For many weeks, your priests have been in green vestments, but that all changes this weekend. With the Season of Advent, we notice our church sanctuary (and our Advent Apps!) awash in purple. MyParish App even offers a dressed-up background screen in Advent purple. That is because the colors change for the new Liturgical Season which begins the first Sunday of Advent–the same day the Church begins its brand new calendar year. The calendar and the colors work together. If you get a digital liturgical calendar or see one included in one of your Catholic apps, colors are always noted.
Let’s wander over to the United States Conference of Catholic Bishop’s web site and watch how the Church’s liturgical colors “give effective expression…to the specific character of the mysteries of faith being celebrated and to a sense of Christian life’s passage through the course of the liturgical year.”(GIRM #345)
The liturgical color for Advent is purple, just like Lent—as both are seasons that prepare us for the two great feast days. Advent (like Lent) includes an element of penance in the sense of preparing, quieting and disciplining our hearts for the full joy of Christmas. This penitential dimension is expressed through the color purple, but also through the restrained manner of decorating the church and altar. (GIRM n. 305 and n. 313) […]
The third Sunday of Advent is called “Gaudete” Sunday (coming from the first word of the Latin Entrance Antiphon for this day, meaning “Rejoice”) and the liturgical color may be rose instead of purple.
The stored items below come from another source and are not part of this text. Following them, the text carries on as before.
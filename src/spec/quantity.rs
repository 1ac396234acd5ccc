//! Copyright © 2025-2026 Wenze Wei. All Rights Reserved.
//!
//! This file is part of Hdx.
//! The Hdx project belongs to the Dunimd Team.
//!
//! Licensed under the Apache License, Version 2.0 (the "License");
//! You may not use this file except in compliance with the License.
//! You may obtain a copy of the License at
//!
//!     http://www.apache.org/licenses/LICENSE-2.0
//!
//! Unless required by applicable law or agreed to in writing, software
//! distributed under the License is distributed on an "AS IS" BASIS,
//! WITHOUT WARRANTIES OR CONDITIONS OF ANY KIND, either express or implied.
//! See the License for the specific language governing permissions and
//! limitations under the License.

//! Four-symbol quantity model of groups, datasets and links.

use std::fmt;

use serde::{Deserialize, Deserializer, Serialize, Serializer};

use crate::errors::{HdError, Result};

/// How many instances of a child may appear.
///
/// | Symbol | Alias | required | many |
/// |---|---|---|---|
/// | `?` | `zero_or_one` | false | false |
/// | `1` | | true | false |
/// | `*` | `zero_or_many` | false | true |
/// | `+` | `one_or_many` | true | true |
#[derive(Clone, Copy, Debug, Default, PartialEq, Eq, Hash)]
pub enum HdQuantity {
    ZeroOrOne,
    #[default]
    ExactlyOne,
    ZeroOrMany,
    OneOrMany,
}

impl HdQuantity {
    pub fn parse(symbol: &str) -> Result<Self> {
        match symbol.trim() {
            "?" | "zero_or_one" => Ok(HdQuantity::ZeroOrOne),
            "1" => Ok(HdQuantity::ExactlyOne),
            "*" | "zero_or_many" => Ok(HdQuantity::ZeroOrMany),
            "+" | "one_or_many" => Ok(HdQuantity::OneOrMany),
            other => Err(HdError::schema(format!(
                "quantity '{other}' is not one of '?', 1, '*', '+'"
            ))),
        }
    }

    pub fn from_count(count: i64) -> Result<Self> {
        if count == 1 {
            Ok(HdQuantity::ExactlyOne)
        } else {
            Err(HdError::schema(format!(
                "quantity {count} is not one of '?', 1, '*', '+'"
            )))
        }
    }

    /// The `(required, many)` flag pair.
    pub fn flags(&self) -> (bool, bool) {
        match self {
            HdQuantity::ZeroOrOne => (false, false),
            HdQuantity::ExactlyOne => (true, false),
            HdQuantity::ZeroOrMany => (false, true),
            HdQuantity::OneOrMany => (true, true),
        }
    }

    pub fn is_required(&self) -> bool {
        self.flags().0
    }

    pub fn is_many(&self) -> bool {
        self.flags().1
    }

    pub fn symbol(&self) -> &'static str {
        match self {
            HdQuantity::ZeroOrOne => "?",
            HdQuantity::ExactlyOne => "1",
            HdQuantity::ZeroOrMany => "*",
            HdQuantity::OneOrMany => "+",
        }
    }
}

impl fmt::Display for HdQuantity {
    fn fmt(&self, f: &mut fmt::Formatter<'_>) -> fmt::Result {
        f.write_str(self.symbol())
    }
}

impl Serialize for HdQuantity {
    fn serialize<S: Serializer>(&self, serializer: S) -> std::result::Result<S::Ok, S::Error> {
        match self {
            HdQuantity::ExactlyOne => serializer.serialize_i64(1),
            other => serializer.serialize_str(other.symbol()),
        }
    }
}

#[derive(Deserialize)]
#[serde(untagged)]
enum RawQuantity {
    Count(i64),
    Symbol(String),
}

impl<'de> Deserialize<'de> for HdQuantity {
    fn deserialize<D: Deserializer<'de>>(deserializer: D) -> std::result::Result<Self, D::Error> {
        let parsed = match RawQuantity::deserialize(deserializer)? {
            RawQuantity::Count(count) => HdQuantity::from_count(count),
            RawQuantity::Symbol(symbol) => HdQuantity::parse(&symbol),
        };
        parsed.map_err(serde::de::Error::custom)
    }
}

#[cfg(test)]
mod tests {
    use super::*;

    #[test]
    fn yaml_quantities() {
        let parsed: Vec<HdQuantity> = serde_yaml::from_str("['?', 1, '*', '+', zero_or_many]").unwrap();
        assert_eq!(
            parsed,
            vec![
                HdQuantity::ZeroOrOne,
                HdQuantity::ExactlyOne,
                HdQuantity::ZeroOrMany,
                HdQuantity::OneOrMany,
                HdQuantity::ZeroOrMany,
            ]
        );
        assert!(serde_yaml::from_str::<HdQuantity>("2").is_err());
    }
}
impl HdDatasetSpec {
    storage_accessors!();

    pub fn builder(doc: impl Into<String>) -> HdDatasetSpecBuilder {
        HdDatasetSpecBuilder {
            raw: RawDatasetSpec {
                doc: doc.into(),
                name: None,
                default_name: None,
                data_type_def: None,
                data_type_inc: None,
                quantity: HdQuantity::ExactlyOne,
                linkable: true,
                dtype: None,
                shape: None,
                dims: None,
                value: None,
                default_value: None,
                attributes: Vec::new(),
                extra: BTreeMap::new(),
            },
            error: None,
        }
    }

    pub fn dtype(&self) -> Option<&HdSpecDtype> {
        self.dtype.as_ref()
    }

    pub fn shape(&self) -> Option<&HdShapeSpec> {
        self.shape.as_ref()
    }

    pub fn dims(&self) -> Option<&HdDimsSpec> {
        self.dims.as_ref()
    }

    pub fn value(&self) -> Option<&HdValue> {
        self.value.as_ref()
    }

    pub fn default_value(&self) -> Option<&HdValue> {
        self.default_value.as_ref()
    }

    pub(crate) fn inherit_shape_from(&mut self, ancestor: &HdDatasetSpec) {
        if self.shape.is_none() && self.dims.is_none() {
            self.shape = ancestor.shape.clone();
            self.dims = ancestor.dims.clone();
        }
    }
}

/// Builder for [`HdDatasetSpec`].
#[derive(Clone)]
pub struct HdDatasetSpecBuilder {
    raw: RawDatasetSpec,
    error: Option<HdError>,
}

impl HdDatasetSpecBuilder {
    pub fn name(mut self, name: impl Into<String>) -> Self {
        self.raw.name = Some(name.into());
        self
    }

    pub fn default_name(mut self, name: impl Into<String>) -> Self {
        self.raw.default_name = Some(name.into());
        self
    }

    pub fn data_type_def(mut self, data_type: impl Into<String>) -> Self {
        self.raw.data_type_def = Some(data_type.into());
        self
    }

    pub fn data_type_inc(mut self, data_type: impl Into<String>) -> Self {
        self.raw.data_type_inc = Some(data_type.into());
        self
    }

    pub fn quantity(mut self, quantity: HdQuantity) -> Self {
        self.raw.quantity = quantity;
        self
    }

    pub fn linkable(mut self, linkable: bool) -> Self {
        self.raw.linkable = linkable;
        self
    }

    pub fn dtype(mut self, dtype: &str) -> Self {
        match HdSpecDtype::parse(dtype) {
            Ok(parsed) => self.raw.dtype = Some(parsed),
            Err(err) => self.error = Some(err),
        }
        self
    }

    pub fn spec_dtype(mut self, dtype: HdSpecDtype) -> Self {
        self.raw.dtype = Some(dtype);
        self
    }

    pub fn shape(mut self, shape: HdShapeSpec) -> Self {
        self.raw.shape = Some(shape);
        self
    }

    pub fn dims(mut self, dims: HdDimsSpec) -> Self {
        self.raw.dims = Some(dims);
        self
    }

    pub fn value(mut self, value: impl Into<HdValue>) -> Self {
        self.raw.value = Some(value.into());
        self
    }

    pub fn default_value(mut self, value: impl Into<HdValue>) -> Self {
        self.raw.default_value = Some(value.into());
        self
    }

    pub fn attribute(mut self, spec: HdAttributeSpec) -> Self {
        self.raw.attributes.push(spec);
        self
    }

    pub fn build(self) -> Result<HdDatasetSpec> {
        if let Some(err) = self.error {
            return Err(err);
        }
        HdDatasetSpec::try_from(self.raw)
    }
}

#[derive(Clone, Serialize, Deserialize)]
struct RawGroupSpec {
    doc: String,
    #[serde(default, skip_serializing_if = "Option::is_none")]
    name: Option<String>,
    #[serde(default, skip_serializing_if = "Option::is_none")]
    default_name: Option<String>,
    #[serde(default, skip_serializing_if = "Option::is_none")]
    data_type_def: Option<String>,
    #[serde(default, skip_serializing_if = "Option::is_none")]
    data_type_inc: Option<String>,
    #[serde(default, skip_serializing_if = "is_exactly_one")]
    quantity: HdQuantity,
    #[serde(default = "default_true", skip_serializing_if = "is_true")]
    linkable: bool,
    #[serde(default, skip_serializing_if = "Vec::is_empty")]
    attributes: Vec<HdAttributeSpec>,
    #[serde(default, skip_serializing_if = "Vec::is_empty")]
    datasets: Vec<HdDatasetSpec>,
    #[serde(default, skip_serializing_if = "Vec::is_empty")]
    groups: Vec<HdGroupSpec>,
    #[serde(default, skip_serializing_if = "Vec::is_empty")]
    links: Vec<HdLinkSpec>,
    #[serde(flatten)]
    extra: BTreeMap<String, serde_yaml::Value>,
}

/// Specification of a group, typed or untyped.
#[derive(Clone, Debug, PartialEq, Serialize, Deserialize)]
#[serde(try_from = "RawGroupSpec", into = "RawGroupSpec")]
pub struct HdGroupSpec {
    pub(crate) name: Option<String>,
    pub(crate) doc: String,
    pub(crate) default_name: Option<String>,
    pub(crate) data_type_def: Option<String>,
    pub(crate) data_type_inc: Option<String>,
    pub(crate) quantity: HdQuantity,
    pub(crate) linkable: bool,
    pub(crate) attributes: IndexMap<String, HdAttributeSpec>,
    pub(crate) datasets: IndexMap<String, HdDatasetSpec>,
    pub(crate) groups: IndexMap<String, HdGroupSpec>,
    pub(crate) links: IndexMap<String, HdLinkSpec>,
    pub(crate) resolution: HdResolution,
}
This is the Church’s way of further heightening our expectation as we draw ever nearer the Solemnity of Christmas.[…]
The normal liturgical color for Christmas and Easter is white [symbolizing victory and joy], but […] On more solemn days, festive, that is, more precious, sacred vestments may be used even if not of the color of the day. The colors gold or silver may be worn on more solemn occasions in the Dioceses of the United States of America. […] These liturgical colors draw the parallel between the liturgical Times of Christmas and Easter, the two most important Times around which the Church Year turns.[…]
The Sundays and weeks of Ordinary Time [wherin green is worn], take us through the life of Christ. This is the time of conversion. This is living the life of Christ. Ordinary Time is a time for growth and maturation, a time in which the mystery of Christ is called to penetrate ever more deeply into history until all things are finally caught up in Christ. The goal, toward which all of history is directed, is represented by the final Sunday in Ordinary Time, the Solemnity of Our Lord Jesus Christ, King of the Universe.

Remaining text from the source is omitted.